Work task - Search the data for the string "timed" and copy each line in which it appears.

Material for the task START

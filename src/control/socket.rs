//! Socket control channel — queued UDP/TCP forwarding.
//!
//! DESIGN
//! ======
//! `send` does a non-blocking `try_send` into a bounded queue. A single
//! worker drains the queue in order and writes each message to the target:
//! - UDP: one datagram per message
//! - TCP: one `\n`-terminated line per message over a persistent stream
//!
//! ERROR HANDLING
//! ==============
//! The socket is opened lazily on the first message and after any failure.
//! Connect plus write for one message is bounded by the configured timeout,
//! so a peer that stops reading counts as a failure. A failed or timed out
//! write drops the socket and the message that failed; nothing is retried.
//! A full queue drops the incoming message with a warning.

use std::time::Duration;

use tokio::io::AsyncWriteExt;
use tokio::net::{TcpStream, UdpSocket};
use tokio::sync::mpsc;
use tokio::sync::mpsc::error::TrySendError;
use tokio::task::JoinHandle;
use tracing::{debug, info, warn};

use super::ControlChannel;

#[derive(Debug, Clone, Copy, PartialEq, Eq)]
pub enum Transport {
    Udp,
    Tcp,
}

#[derive(Debug, thiserror::Error)]
pub enum ControlError {
    #[error("could not resolve control address {0}")]
    Resolve(String),
    #[error("control socket I/O failed: {0}")]
    Io(#[from] std::io::Error),
    #[error("control socket timed out after {0:?}")]
    Timeout(Duration),
}

// =============================================================================
// HANDLE
// =============================================================================

/// Queue-backed control channel. Dropping every handle stops the worker.
pub struct SocketControl {
    tx: mpsc::Sender<String>,
    addr: String,
}

impl SocketControl {
    /// Spawn the forwarding worker and return its queue handle.
    #[must_use]
    pub fn spawn(transport: Transport, addr: String, capacity: usize, io_timeout: Duration) -> Self {
        let (handle, _worker) = Self::spawn_with_worker(transport, addr, capacity, io_timeout);
        handle
    }

    pub(crate) fn spawn_with_worker(
        transport: Transport,
        addr: String,
        capacity: usize,
        io_timeout: Duration,
    ) -> (Self, JoinHandle<()>) {
        let (tx, rx) = mpsc::channel::<String>(capacity);
        info!(?transport, %addr, capacity, ?io_timeout, "control: socket worker configured");
        let worker = tokio::spawn(run_worker(Sink::new(transport, addr.clone(), io_timeout), rx));
        (Self { tx, addr }, worker)
    }
}

impl ControlChannel for SocketControl {
    fn send(&self, raw: &str) {
        match self.tx.try_send(raw.to_owned()) {
            Ok(()) => {}
            Err(TrySendError::Full(_)) => {
                warn!(addr = %self.addr, "control: queue full; dropping message");
            }
            Err(TrySendError::Closed(_)) => {
                warn!(addr = %self.addr, "control: worker stopped; dropping message");
            }
        }
    }
}

// =============================================================================
// WORKER
// =============================================================================

async fn run_worker(mut sink: Sink, mut rx: mpsc::Receiver<String>) {
    while let Some(raw) = rx.recv().await {
        if let Err(e) = sink.deliver(&raw).await {
            warn!(addr = %sink.addr, error = %e, "control: forward failed; message dropped");
            sink.reset();
        }
    }
    debug!(addr = %sink.addr, "control: worker stopped");
}

enum Conn {
    Udp(UdpSocket),
    Tcp(TcpStream),
}

struct Sink {
    transport: Transport,
    addr: String,
    io_timeout: Duration,
    conn: Option<Conn>,
}

impl Sink {
    fn new(transport: Transport, addr: String, io_timeout: Duration) -> Self {
        Self { transport, addr, io_timeout, conn: None }
    }

    fn reset(&mut self) {
        self.conn = None;
    }

    async fn deliver(&mut self, raw: &str) -> Result<(), ControlError> {
        let limit = self.io_timeout;
        tokio::time::timeout(limit, self.write(raw))
            .await
            .map_err(|_| ControlError::Timeout(limit))?
    }

    async fn write(&mut self, raw: &str) -> Result<(), ControlError> {
        if self.conn.is_none() {
            self.conn = Some(self.connect().await?);
        }
        match &mut self.conn {
            Some(Conn::Udp(socket)) => {
                socket.send(raw.as_bytes()).await?;
            }
            Some(Conn::Tcp(stream)) => {
                let mut line = String::with_capacity(raw.len() + 1);
                line.push_str(raw);
                line.push('\n');
                stream.write_all(line.as_bytes()).await?;
            }
            None => {}
        }
        Ok(())
    }

    async fn connect(&self) -> Result<Conn, ControlError> {
        match self.transport {
            Transport::Udp => {
                let target = tokio::net::lookup_host(&self.addr)
                    .await?
                    .next()
                    .ok_or_else(|| ControlError::Resolve(self.addr.clone()))?;
                let local = if target.is_ipv4() { "0.0.0.0:0" } else { "[::]:0" };
                let socket = UdpSocket::bind(local).await?;
                socket.connect(target).await?;
                info!(addr = %self.addr, "control: udp socket ready");
                Ok(Conn::Udp(socket))
            }
            Transport::Tcp => {
                let stream = TcpStream::connect(&self.addr).await?;
                stream.set_nodelay(true)?;
                info!(addr = %self.addr, "control: tcp stream connected");
                Ok(Conn::Tcp(stream))
            }
        }
    }
}

#[cfg(test)]
#[path = "socket_test.rs"]
mod tests;
//! WebSocket handler — per-viewer relay loop.
//!
//! DESIGN
//! ======
//! On upgrade, generates a client ID, registers it, and enters a `select!`
//! loop:
//! - Incoming text messages → dispatcher (forward, classify, maybe broadcast)
//! - Events queued for this viewer → serialize and send to the socket
//!
//! LIFECYCLE
//! =========
//! 1. Upgrade → register and queue `game` with the current activity
//! 2. Viewer sends text → dispatch
//! 3. Peer changes the activity → queued `game` event is flushed
//! 4. Close, socket error, or registry drop → unregister

use axum::extract::State;
use axum::extract::ws::{Message, WebSocket, WebSocketUpgrade};
use axum::response::Response;
use tokio::sync::mpsc;
use tracing::{debug, info, warn};
use uuid::Uuid;

use crate::event::Event;
use crate::services::{dispatch, lifecycle};
use crate::state::AppState;

// =============================================================================
// UPGRADE
// =============================================================================

pub async fn handle_ws(State(state): State<AppState>, ws: WebSocketUpgrade) -> Response {
    ws.on_upgrade(move |socket| run_ws(socket, state))
}

// =============================================================================
// CONNECTION
// =============================================================================

async fn run_ws(mut socket: WebSocket, state: AppState) {
    let client_id = Uuid::new_v4();

    // Per-connection queue for events addressed to this viewer.
    let (client_tx, mut client_rx) = mpsc::channel::<Event>(state.client_queue_capacity);

    if let Err(e) = lifecycle::connect(&state, client_id, client_tx).await {
        warn!(%client_id, error = %e, "ws: greeting failed");
        return;
    }
    info!(%client_id, "ws: client connected");

    loop {
        tokio::select! {
            msg = socket.recv() => {
                let Some(msg) = msg else { break };
                let Ok(msg) = msg else { break };
                match msg {
                    Message::Text(text) => {
                        dispatch::dispatch(&state, client_id, text.as_str()).await;
                    }
                    Message::Close(_) => break,
                    _ => {}
                }
            }
            event = client_rx.recv() => {
                // None: the registry dropped this viewer after a failed delivery.
                let Some(event) = event else { break };
                if send_event(&mut socket, &event).await.is_err() {
                    break;
                }
            }
        }
    }

    lifecycle::disconnect(&state, client_id).await;
    info!(%client_id, "ws: client disconnected");
}

// =============================================================================
// HELPERS
// =============================================================================

async fn send_event(socket: &mut WebSocket, event: &Event) -> Result<(), ()> {
    let json = match event.to_json() {
        Ok(j) => j,
        Err(e) => {
            warn!(error = %e, "ws: failed to serialize event");
            return Err(());
        }
    };
    debug!(event = event.name(), value = event.value(), "ws: send event");
    socket.send(Message::Text(json.into())).await.map_err(|_| ())
}

#[cfg(test)]
#[path = "ws_test.rs"]
mod tests;
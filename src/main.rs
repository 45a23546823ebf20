mod config;
mod control;
mod event;
mod routes;
mod services;
mod state;

#[tokio::main]
async fn main() {
    // A missing .env file is fine; real environment variables still apply.
    let _ = dotenvy::dotenv();
    tracing_subscriber::fmt::init();

    let config = config::RelayConfig::from_env().expect("invalid relay configuration");

    let control = control::from_config(&config);
    let state = state::AppState::new(&config, control);

    let app = routes::app(state, &config.static_dir);
    let addr = config.listen_addr();
    let listener = tokio::net::TcpListener::bind(&addr)
        .await
        .expect("failed to bind");

    tracing::info!(
        %addr,
        static_dir = %config.static_dir.display(),
        activity = %config.default_activity,
        "game-relay listening"
    );
    axum::serve(listener, app).await.expect("server failed");
}
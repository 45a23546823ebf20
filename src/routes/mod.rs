//! Router assembly.
//!
//! SYSTEM CONTEXT
//! ==============
//! One Axum router serves the websocket relay at `/ws`, two small
//! diagnostics endpoints, and everything else as static files from the
//! configured site directory (`/` resolves to `index.html`).

pub mod ws;

use std::path::Path;
use std::time::{SystemTime, UNIX_EPOCH};

use axum::extract::State;
use axum::http::StatusCode;
use axum::routing::get;
use axum::{Json, Router};
use serde::Serialize;
use tower_http::compression::CompressionLayer;
use tower_http::cors::{Any, CorsLayer};
use tower_http::services::ServeDir;
use tower_http::trace::TraceLayer;
use uuid::Uuid;

use crate::state::AppState;

/// Relay routes plus the static site fallback.
pub fn app(state: AppState, static_dir: &Path) -> Router {
    let cors = CorsLayer::new()
        .allow_origin(Any)
        .allow_methods(Any)
        .allow_headers(Any);

    let site = ServeDir::new(static_dir).append_index_html_on_directories(true);

    Router::new()
        .route("/ws", get(ws::handle_ws))
        .route("/api/activity", get(activity_status))
        .route("/healthz", get(healthz))
        .fallback_service(site)
        .layer(CompressionLayer::new())
        .layer(cors)
        .layer(TraceLayer::new_for_http())
        .with_state(state)
}

#[derive(Debug, Serialize)]
struct ActivityStatus {
    activity: String,
    connections: usize,
    viewers: Vec<ViewerStatus>,
}

#[derive(Debug, Serialize)]
struct ViewerStatus {
    id: Uuid,
    /// Milliseconds since Unix epoch.
    connected_since: u64,
}

/// Read-only view of the shared activity and connected viewers.
async fn activity_status(State(state): State<AppState>) -> Json<ActivityStatus> {
    let viewers: Vec<ViewerStatus> = state
        .registry
        .snapshot()
        .await
        .into_iter()
        .map(|info| ViewerStatus { id: info.id, connected_since: unix_ms(info.connected_since) })
        .collect();

    Json(ActivityStatus { activity: state.activity.current().await, connections: viewers.len(), viewers })
}

fn unix_ms(at: SystemTime) -> u64 {
    let Ok(dur) = at.duration_since(UNIX_EPOCH) else {
        return 0;
    };
    u64::try_from(dur.as_millis()).unwrap_or(0)
}

async fn healthz() -> StatusCode {
    StatusCode::OK
}

// =============================================================================
// TEST HELPERS
// =============================================================================


#[cfg(test)]
#[path = "mod_test.rs"]
mod tests;
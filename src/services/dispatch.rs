//! Dispatcher — handles one inbound message from one viewer.
//!
//! DESIGN
//! ======
//! 1. Forward the raw text to the control channel, always, exactly once.
//! 2. Classify it with the command parser.
//! 3. On `SetActivity(v)`, commit `v` and broadcast `game` to every other
//!    viewer while holding the activity lock.
//!
//! Nothing is echoed to the sender; it already knows the value it sent.

use tracing::info;
use uuid::Uuid;

use crate::event::Event;
use crate::services::command::{self, Command};
use crate::state::AppState;

/// What a dispatch did, for logging and tests.
#[derive(Debug, Clone, PartialEq, Eq)]
pub enum Dispatched {
    /// Forwarded only.
    Plain,
    /// Forwarded, committed, and broadcast to `delivered` peers.
    ActivityChanged { value: String, delivered: usize },
}

/// Process one raw inbound message from `origin`.
pub async fn dispatch(state: &AppState, origin: Uuid, raw: &str) -> Dispatched {
    info!(client_id = %origin, text = raw, "relay: recv message");
    state.control.send(raw);

    match command::classify(raw) {
        Command::Plain(_) => Dispatched::Plain,
        Command::SetActivity(value) => {
            let mut activity = state.activity.lock().await;
            let previous = activity.commit(value);
            let delivered = state
                .registry
                .broadcast_except(&Event::game(value), Some(origin))
                .await;
            drop(activity);

            info!(client_id = %origin, %previous, activity = value, delivered, "relay: activity changed");
            Dispatched::ActivityChanged { value: value.to_owned(), delivered }
        }
    }
}

#[cfg(test)]
#[path = "dispatch_test.rs"]
mod tests;
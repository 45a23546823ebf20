//! Event — the outbound message type pushed to viewers.
//!
//! DESIGN
//! ======
//! Inbound traffic is free text and never parsed as JSON. Outbound traffic is
//! a small tagged JSON object so browser clients can switch on `event`:
//!
//! ```json
//! {"event": "game", "value": "DOKAPON_KINGDOM"}
//! ```

use serde::{Deserialize, Serialize};

/// Event name carried by activity updates.
pub const EVENT_GAME: &str = "game";

/// A server-to-viewer event.
#[derive(Debug, Clone, PartialEq, Eq, Serialize, Deserialize)]
#[serde(tag = "event", content = "value", rename_all = "lowercase")]
pub enum Event {
    /// The current activity identifier.
    Game(String),
}

impl Event {
    /// Build a `game` event for the given activity.
    pub fn game(value: impl Into<String>) -> Self {
        Self::Game(value.into())
    }

    #[must_use]
    pub fn name(&self) -> &'static str {
        match self {
            Self::Game(_) => EVENT_GAME,
        }
    }

    #[must_use]
    pub fn value(&self) -> &str {
        match self {
            Self::Game(value) => value,
        }
    }

    /// Serialize to the JSON text sent over the socket.
    ///
    /// # Errors
    ///
    /// Returns a serde error if serialization fails.
    pub fn to_json(&self) -> Result<String, serde_json::Error> {
        serde_json::to_string(self)
    }
}

#[cfg(test)]
#[path = "event_test.rs"]
mod tests;
//! Domain services
//!
//! Pure derivation logic that operates on domain entities. Services
//! have no I/O dependencies and no state; the builder is a function
//! from authored data to a resolved table.

mod table_builder;

pub use table_builder::{build, build_with};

Material for the task END

Expected answer -
//! so a peer that stops reading counts as a failure. A failed or timed out
    #[error("control socket timed out after {0:?}")]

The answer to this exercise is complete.